Items listed in a dataset:
==============================
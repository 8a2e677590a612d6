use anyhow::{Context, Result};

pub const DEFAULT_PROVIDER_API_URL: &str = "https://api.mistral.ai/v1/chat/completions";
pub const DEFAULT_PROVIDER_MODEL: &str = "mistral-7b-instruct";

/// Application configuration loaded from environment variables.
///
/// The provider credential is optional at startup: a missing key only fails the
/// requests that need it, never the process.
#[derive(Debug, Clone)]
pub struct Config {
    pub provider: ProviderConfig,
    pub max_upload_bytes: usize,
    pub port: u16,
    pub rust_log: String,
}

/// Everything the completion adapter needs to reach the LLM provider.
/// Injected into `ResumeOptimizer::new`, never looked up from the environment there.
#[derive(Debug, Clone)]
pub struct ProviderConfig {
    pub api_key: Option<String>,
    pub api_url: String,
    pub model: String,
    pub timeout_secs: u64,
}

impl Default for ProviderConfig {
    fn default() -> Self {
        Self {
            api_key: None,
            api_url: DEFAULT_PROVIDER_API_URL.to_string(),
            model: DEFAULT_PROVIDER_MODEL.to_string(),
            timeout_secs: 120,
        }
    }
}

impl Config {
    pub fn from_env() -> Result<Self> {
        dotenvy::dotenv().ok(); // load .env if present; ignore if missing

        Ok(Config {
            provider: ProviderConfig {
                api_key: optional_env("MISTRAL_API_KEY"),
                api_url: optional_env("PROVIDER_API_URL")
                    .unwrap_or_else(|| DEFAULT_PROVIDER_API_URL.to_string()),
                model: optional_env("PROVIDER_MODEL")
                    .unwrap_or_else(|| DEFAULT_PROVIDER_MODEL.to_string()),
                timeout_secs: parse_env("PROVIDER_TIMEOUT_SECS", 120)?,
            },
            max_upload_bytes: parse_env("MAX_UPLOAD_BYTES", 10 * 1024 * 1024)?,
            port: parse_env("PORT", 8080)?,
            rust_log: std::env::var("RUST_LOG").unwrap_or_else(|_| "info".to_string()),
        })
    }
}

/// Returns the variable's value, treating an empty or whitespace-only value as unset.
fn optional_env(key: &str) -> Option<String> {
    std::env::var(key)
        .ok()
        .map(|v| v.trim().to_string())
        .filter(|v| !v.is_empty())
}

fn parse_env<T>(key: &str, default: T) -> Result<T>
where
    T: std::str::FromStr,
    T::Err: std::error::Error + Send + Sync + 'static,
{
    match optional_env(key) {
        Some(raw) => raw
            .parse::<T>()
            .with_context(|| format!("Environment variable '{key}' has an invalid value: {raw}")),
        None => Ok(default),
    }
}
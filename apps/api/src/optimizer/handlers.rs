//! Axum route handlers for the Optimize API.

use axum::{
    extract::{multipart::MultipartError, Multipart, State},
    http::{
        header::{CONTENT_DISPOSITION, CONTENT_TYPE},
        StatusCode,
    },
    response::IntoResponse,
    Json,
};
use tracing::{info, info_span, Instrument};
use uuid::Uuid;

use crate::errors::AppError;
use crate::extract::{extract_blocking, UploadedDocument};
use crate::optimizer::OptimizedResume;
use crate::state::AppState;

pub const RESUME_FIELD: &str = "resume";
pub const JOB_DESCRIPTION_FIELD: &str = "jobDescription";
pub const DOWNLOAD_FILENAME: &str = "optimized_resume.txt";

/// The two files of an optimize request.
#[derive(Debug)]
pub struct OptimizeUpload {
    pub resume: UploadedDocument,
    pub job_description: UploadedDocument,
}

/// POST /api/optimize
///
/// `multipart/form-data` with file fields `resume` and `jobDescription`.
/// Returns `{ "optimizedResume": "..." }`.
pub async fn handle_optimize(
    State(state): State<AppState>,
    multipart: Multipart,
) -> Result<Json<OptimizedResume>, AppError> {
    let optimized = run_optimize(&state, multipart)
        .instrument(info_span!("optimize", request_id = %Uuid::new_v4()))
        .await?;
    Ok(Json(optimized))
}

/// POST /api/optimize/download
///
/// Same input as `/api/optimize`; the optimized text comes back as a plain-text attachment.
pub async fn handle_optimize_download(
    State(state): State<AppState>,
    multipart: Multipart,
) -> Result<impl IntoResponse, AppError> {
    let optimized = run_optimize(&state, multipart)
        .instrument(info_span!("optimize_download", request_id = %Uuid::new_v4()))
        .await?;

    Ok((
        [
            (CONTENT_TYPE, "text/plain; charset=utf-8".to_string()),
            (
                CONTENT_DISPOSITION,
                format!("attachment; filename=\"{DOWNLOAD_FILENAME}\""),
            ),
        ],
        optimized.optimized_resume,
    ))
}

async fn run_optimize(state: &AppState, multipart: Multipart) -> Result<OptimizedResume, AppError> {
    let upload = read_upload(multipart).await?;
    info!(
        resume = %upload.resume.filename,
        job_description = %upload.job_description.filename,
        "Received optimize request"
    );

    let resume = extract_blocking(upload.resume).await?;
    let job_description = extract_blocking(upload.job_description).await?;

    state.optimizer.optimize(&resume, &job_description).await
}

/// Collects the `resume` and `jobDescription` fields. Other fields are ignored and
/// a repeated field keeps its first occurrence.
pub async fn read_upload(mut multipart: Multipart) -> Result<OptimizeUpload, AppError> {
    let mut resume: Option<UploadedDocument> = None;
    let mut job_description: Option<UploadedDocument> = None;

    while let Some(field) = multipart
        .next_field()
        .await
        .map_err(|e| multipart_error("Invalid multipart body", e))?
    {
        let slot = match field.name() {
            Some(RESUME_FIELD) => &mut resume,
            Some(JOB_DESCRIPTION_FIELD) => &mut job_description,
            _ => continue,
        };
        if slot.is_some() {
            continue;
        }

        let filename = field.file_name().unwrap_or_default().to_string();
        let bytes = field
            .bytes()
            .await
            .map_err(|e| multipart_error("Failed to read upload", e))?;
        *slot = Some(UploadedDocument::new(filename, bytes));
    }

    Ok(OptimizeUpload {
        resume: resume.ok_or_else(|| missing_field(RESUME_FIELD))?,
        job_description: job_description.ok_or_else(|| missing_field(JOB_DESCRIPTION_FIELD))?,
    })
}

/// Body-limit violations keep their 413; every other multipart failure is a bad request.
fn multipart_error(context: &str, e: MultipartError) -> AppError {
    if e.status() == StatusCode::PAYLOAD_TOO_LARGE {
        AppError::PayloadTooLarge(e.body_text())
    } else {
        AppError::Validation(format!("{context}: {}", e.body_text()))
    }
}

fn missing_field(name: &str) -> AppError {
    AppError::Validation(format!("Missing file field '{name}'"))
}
==============================
**How to complete this task**
Find the lines in the records that contain the word "format", then copy every one of them.

**Answer to this problem**
            .with_context(|| format!("Environment variable '{key}' has an invalid value: {raw}")),
                format!("attachment; filename=\"{DOWNLOAD_FILENAME}\""),
        AppError::Validation(format!("{context}: {}", e.body_text()))
    AppError::Validation(format!("Missing file field '{name}'"))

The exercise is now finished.